- [Task prompt] Go through the listing below and return each line that includes "impl".

- [Material shown]
────────────────────────────────────────

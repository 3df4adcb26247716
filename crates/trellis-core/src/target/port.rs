//! Connection ports of target shapes.

use indexmap::IndexMap;
use serde::{Deserialize, Serialize};

use crate::identifier::Id;

/// Which way connectors may glue to a port.
#[derive(Debug, Clone, Copy, PartialEq, Eq, Serialize, Deserialize)]
#[serde(rename_all = "snake_case")]
pub enum GlueMode {
    Inward,
    Outward,
    InwardAndOutward,
}

/// A named connection point.
///
/// Relative ports address the shape's box with `(0, 0)` at the top-left corner
/// and `(1, 1)` at the bottom-right corner.
#[derive(Debug, Clone, PartialEq, Serialize, Deserialize)]
pub struct Port {
    name: Id,
    x: f64,
    y: f64,
    relative: bool,
    #[serde(default, skip_serializing_if = "Option::is_none")]
    direction: Option<f64>,
    glue_mode: GlueMode,
}

impl Port {
    /// Creates a relative port.
    pub fn relative(name: Id, x: f64, y: f64, glue_mode: GlueMode) -> Self {
        Self {
            name,
            x,
            y,
            relative: true,
            direction: None,
            glue_mode,
        }
    }

    pub fn with_direction(mut self, direction: f64) -> Self {
        self.direction = Some(direction);
        self
    }

    pub fn name(&self) -> Id {
        self.name
    }

    pub fn x(&self) -> f64 {
        self.x
    }

    pub fn y(&self) -> f64 {
        self.y
    }

    pub fn is_relative(&self) -> bool {
        self.relative
    }

    pub fn direction(&self) -> Option<f64> {
        self.direction
    }

    pub fn glue_mode(&self) -> GlueMode {
        self.glue_mode
    }
}

/// The ports of a shape, in insertion order and addressable by name.
///
/// # Examples
///
/// ```
/// # use trellis_core::identifier::Id;
/// # use trellis_core::target::{GlueMode, Port, PortSet};
/// let mut ports = PortSet::new();
/// assert!(ports.add(Port::relative(Id::new("Top"), 0.5, 0.0, GlueMode::Inward)));
/// assert!(ports.get(Id::new("Top")).is_some());
/// assert!(ports.get(Id::new("Bottom")).is_none());
/// ```
#[derive(Debug, Default, Clone, PartialEq, Serialize, Deserialize)]
#[serde(from = "Vec<Port>", into = "Vec<Port>")]
pub struct PortSet {
    ports: IndexMap<Id, Port>,
}

impl PortSet {
    pub fn new() -> Self {
        Self::default()
    }

    /// Adds a port. A port whose name is already taken is not added and `false`
    /// is returned; name lookups always find the first port with that name.
    pub fn add(&mut self, port: Port) -> bool {
        if self.ports.contains_key(&port.name) {
            return false;
        }
        self.ports.insert(port.name, port);
        true
    }

    pub fn get(&self, name: Id) -> Option<&Port> {
        self.ports.get(&name)
    }

    pub fn len(&self) -> usize {
        self.ports.len()
    }

    pub fn is_empty(&self) -> bool {
        self.ports.is_empty()
    }

    pub fn iter(&self) -> impl Iterator<Item = &Port> {
        self.ports.values()
    }
}

impl From<Vec<Port>> for PortSet {
    fn from(ports: Vec<Port>) -> Self {
        let mut set = Self::new();
        for port in ports {
            set.add(port);
        }
        set
    }
}

impl From<PortSet> for Vec<Port> {
    fn from(set: PortSet) -> Self {
        set.ports.into_values().collect()
    }
}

────────────────────────────────────────

- [Answer to the exercise]
impl Port {
impl PortSet {
    pub fn iter(&self) -> impl Iterator<Item = &Port> {
impl From<Vec<Port>> for PortSet {
impl From<PortSet> for Vec<Port> {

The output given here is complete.